TASK TO COMPLETE: Search the records for "shape" and copy each line that holds it.

RECORD EXCERPTS:

....

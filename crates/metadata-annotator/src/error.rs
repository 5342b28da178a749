//! Error types for the metadata-annotator crate.

use netcdf_tree::TreeError;
use projection::ProjectionError;
use thiserror::Error;

/// Errors that abort annotation of a granule.
#[derive(Error, Debug)]
pub enum AnnotatorError {
    #[error("Missing attribute \"{attribute}\" on {path}")]
    MissingDimensionAttribute { path: String, attribute: String },

    #[error("Invalid value \"{value}\" for attribute \"{attribute}\" on {path}")]
    InvalidDimensionAttribute {
        path: String,
        attribute: String,
        value: String,
    },

    #[error("Grid mapping variable \"{reference}\" referred to by {path} does not exist")]
    InvalidGridMappingReference { path: String, reference: String },

    #[error("Subset index reference \"{reference}\" referred to by {path} does not exist")]
    MissingSubsetIndexReference { path: String, reference: String },

    #[error("Subset index reference {path} has shape {shape:?}, need at least 2 non-empty dimensions")]
    InvalidSubsetIndexShape { path: String, shape: Vec<usize> },

    #[error("No subset start index configuration for dimension {0}")]
    MissingStartIndexConfiguration(String),

    #[error("{path} has {rank} dimensions but {configured} were configured")]
    InvalidDimensionsConfiguration {
        path: String,
        rank: usize,
        configured: usize,
    },

    #[error("Dimension variable {0} does not exist")]
    MissingDimensionVariable(String),

    #[error("Invalid rule pattern \"{pattern}\": {source}")]
    InvalidRulePattern {
        pattern: String,
        #[source]
        source: regex::Error,
    },

    #[error("Invalid configuration: {0}")]
    InvalidConfiguration(String),

    /// Geotransform failures, including `InvalidSpatialDimensionType`.
    #[error(transparent)]
    Projection(#[from] ProjectionError),

    #[error("Tree error: {0}")]
    Tree(#[from] TreeError),

    #[error("Failed to read configuration: {0}")]
    Io(#[from] std::io::Error),

    #[error("Failed to parse configuration: {0}")]
    Json(#[from] serde_json::Error),
}

/// Result type for annotation operations.
pub type Result<T> = std::result::Result<T, AnnotatorError>;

....

TASK OUTPUT:
    #[error("Subset index reference {path} has shape {shape:?}, need at least 2 non-empty dimensions")]
    InvalidSubsetIndexShape { path: String, shape: Vec<usize> },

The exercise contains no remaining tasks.